For good reason, a lot of people hate this book, and Charles Bukowski at large. The book is very hateable for a lot of reasons. It’s often misogynistic, slightly less so racist, but still plenty. The main character is a real piece of shit. He rapes someone in the first third of a novel, and it’s almost but not quite played for laughs. And at the very least he’s incredibly grotesque.
At the same time, rereading this, especially in audiobook form, I get more about why people like it and even love it. Reading this book is often an exercise in dirtbag cos-play. If you’re feeling pretty low about yourself and your choices, you might read this novel and see someone who is in a similar enough position and feel a little seen. If you’re nearly as low as the character here, and let’s hope not, you might feel little unearned superiority. At times, it’s also very funny. But it’s always there. This is a pure experiment in adult ego.
If you’re lost and wayward as a teen, you’re a deeply sympathetic person within reason.
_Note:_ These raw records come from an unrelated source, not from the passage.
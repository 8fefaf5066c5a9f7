//! Property tests for the navigation core.

use nav_core::math::PI;
use nav_core::pathfinding::CellType;
use nav_core::prelude::*;
use nav_core::steering::{clamp_speed, steer, MotionLimits, SteeringInput};
use nav_test_utils::determinism::strategies::*;
use nav_test_utils::determinism::{find_first_divergence, run_parallel_worlds, verify_world_determinism};
use nav_test_utils::fixtures::{dt_default, fixed, water_channel_world};
use proptest::prelude::*;

const GRID: u32 = 8;

fn random_grid(blocked: &[bool]) -> NavGrid {
    NavGrid::from_fn(GRID, GRID, fixed(16), |x, y| {
        let corner = (x == 0 && y == 0) || (x == GRID - 1 && y == GRID - 1);
        if !corner && blocked[(y * GRID + x) as usize] {
            CellType::Blocked
        } else {
            CellType::Walkable
        }
    })
}

fn chebyshev(x: u32, y: u32) -> Fixed {
    Fixed::from_num(x.abs_diff(GRID - 1).max(y.abs_diff(GRID - 1)))
}

proptest! {
    #![proptest_config(ProptestConfig::with_cases(64))]

    /// A* with an admissible heuristic finds the same cost as uniform-cost
    /// search, and both agree on reachability.
    #[test]
    fn prop_astar_matches_uniform_cost(blocked in proptest::collection::vec(proptest::bool::weighted(0.3), (GRID * GRID) as usize)) {
        let grid = random_grid(&blocked);
        let goal = grid.node(GRID - 1, GRID - 1);

        let informed = find_path(grid.node(0, 0), &goal, |_, _| Fixed::ONE, |n| chebyshev(n.x, n.y));
        let uniform = find_path(grid.node(0, 0), &goal, |_, _| Fixed::ONE, |_| Fixed::ZERO);

        match (informed, uniform) {
            (Some(a), Some(b)) => prop_assert_eq!(a.total_cost(), b.total_cost()),
            (None, None) => {}
            (a, b) => prop_assert!(false, "reachability differs: {:?} vs {:?}", a.is_some(), b.is_some()),
        };
    }

    /// Enumerating a path walks from destination back to start with one
    /// more node than hops.
    #[test]
    fn prop_path_reconstruction(blocked in proptest::collection::vec(proptest::bool::weighted(0.2), (GRID * GRID) as usize)) {
        let grid = random_grid(&blocked);
        let goal = grid.node(GRID - 1, GRID - 1);

        if let Some(path) = find_path(grid.node(0, 0), &goal, |_, _| Fixed::ONE, |n| chebyshev(n.x, n.y)) {
            let nodes: Vec<_> = path.iter().collect();
            prop_assert_eq!(nodes.len(), path.hops() + 1);
            prop_assert_eq!(*nodes[0], goal);
            prop_assert_eq!(*nodes[nodes.len() - 1], grid.node(0, 0));
            prop_assert_eq!(path.total_cost(), Fixed::from_num(path.hops()));
        };
    }

    /// The steering model never changes speed by more than the acceleration
    /// budget for the tick.
    #[test]
    fn prop_steering_speed_clamp(
        position in arb_vec2_position(),
        destination in arb_vec2_position(),
        speed in arb_fixed_speed(),
        max_speed in arb_fixed_speed(),
        heading_steps in -31i32..=31i32,
        dt in arb_dt(),
    ) {
        let limits = MotionLimits { max_speed, max_angular_velocity: PI };
        let input = SteeringInput {
            position,
            destination,
            heading: PI * Fixed::from_num(heading_steps) / Fixed::from_num(32),
            speed,
            limits,
            dt,
        };
        let output = steer(&input, SteeringConfig::STEERING);
        prop_assert!((output.speed - speed).abs() <= limits.max_speed_delta() * dt);
        prop_assert!(output.heading >= -PI && output.heading <= PI);
    }

    #[test]
    fn prop_clamp_speed_bounds(
        desired in arb_fixed_speed(),
        previous in arb_fixed_speed(),
        max_delta in arb_fixed_speed(),
        dt in arb_dt(),
    ) {
        let clamped = clamp_speed(desired, previous, max_delta, dt);
        prop_assert!(clamped >= previous - max_delta * dt);
        prop_assert!(clamped <= previous + max_delta * dt);
    }

    /// Only the angle of a movement matters for its octant.
    #[test]
    fn prop_octant_scale_invariant(direction in arb_direction(), scale in 1i32..50) {
        let scaled = direction * Fixed::from_num(scale);
        prop_assert_eq!(quantize_direction(direction), quantize_direction(scaled));
    }

    /// A rollback after a successful move returns the agent to where it
    /// started the tick.
    #[test]
    fn prop_collision_undoes_last_move(
        start in arb_vec2_position(),
        target in arb_vec2_position(),
        speed in arb_fixed_speed(),
    ) {
        prop_assume!(start.distance(target) > fixed(40));
        let kind = UnitKindData::new("probe", vec![speed], &[], 1);
        let mut agent = Agent::new(&kind, start);
        agent.set_speed(speed);
        agent.set_destination(target);

        let outcome = agent.update(Fixed::ONE, SteeringConfig::LINEAR, &OpenTerrain);
        prop_assert!(outcome.moved);
        let step = agent.last_movement();
        agent.collision();
        prop_assert_eq!(agent.position(), start);
        prop_assert_eq!(agent.destination(), start - step);
    }

    /// A ground agent moving no further per tick than the probe reaches
    /// never enters blocking terrain.
    #[test]
    fn prop_ground_agent_never_crosses_wall(start_y in 16i32..144, speed in 1i32..=5) {
        let speed = fixed(speed);
        let wall = |p: Vec2Fixed, class: &str| class == "Water" && p.x >= fixed(200);
        let registry = UnitKindRegistry::builtin();
        let mut car = Agent::new(registry.get("car").unwrap(), Vec2Fixed::from_ints(0, start_y));
        car.set_speed(speed);
        car.order_move(Vec2Fixed::from_ints(400, start_y), OrderMode::Replace);

        for _ in 0..100 {
            car.update(Fixed::ONE, SteeringConfig::LINEAR, &wall);
            prop_assert!(car.position().x < fixed(200));
        }
    }
}

// =============================================================================
// Determinism
// =============================================================================

#[test]
fn water_channel_is_deterministic() {
    assert!(verify_world_determinism(water_channel_world, 300, dt_default()));
    assert_eq!(find_first_divergence(water_channel_world, 300, dt_default()), None);
}

#[test]
fn parallel_worlds_agree() {
    run_parallel_worlds(water_channel_world, 4, 200, dt_default()).assert_deterministic();
}

#[test]
fn legacy_facing_is_deterministic_too() {
    let setup = || {
        let mut world = NavWorld::new(
            OpenTerrain,
            SteeringConfig {
                mode: SteeringMode::Steering,
                facing: FacingModel::LegacyMixedAxis,
            },
        );
        for kind in ["car", "truck", "uav", "osprey"] {
            let id = world.spawn(kind, Vec2Fixed::from_ints(10, 10), None).unwrap();
            world
                .order_move(id, Vec2Fixed::from_ints(-300, 450), OrderMode::Replace)
                .unwrap();
        }
        world
    };
    assert!(verify_world_determinism(setup, 200, dt_default()));
}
If it’s the same in your 20s, there’s a sense of urgency but also maybe motivation to figure it out. In your 30s, there’s a sense of losing out on the trappings of conventional life. But if you’re lost and wayward in your 40s, like our character here, you’re not actually either. You’re living your life. And beyond that feels like gravy. The novel is oddly satisfying in these ways.
But man, the shittiness is hard to stomach.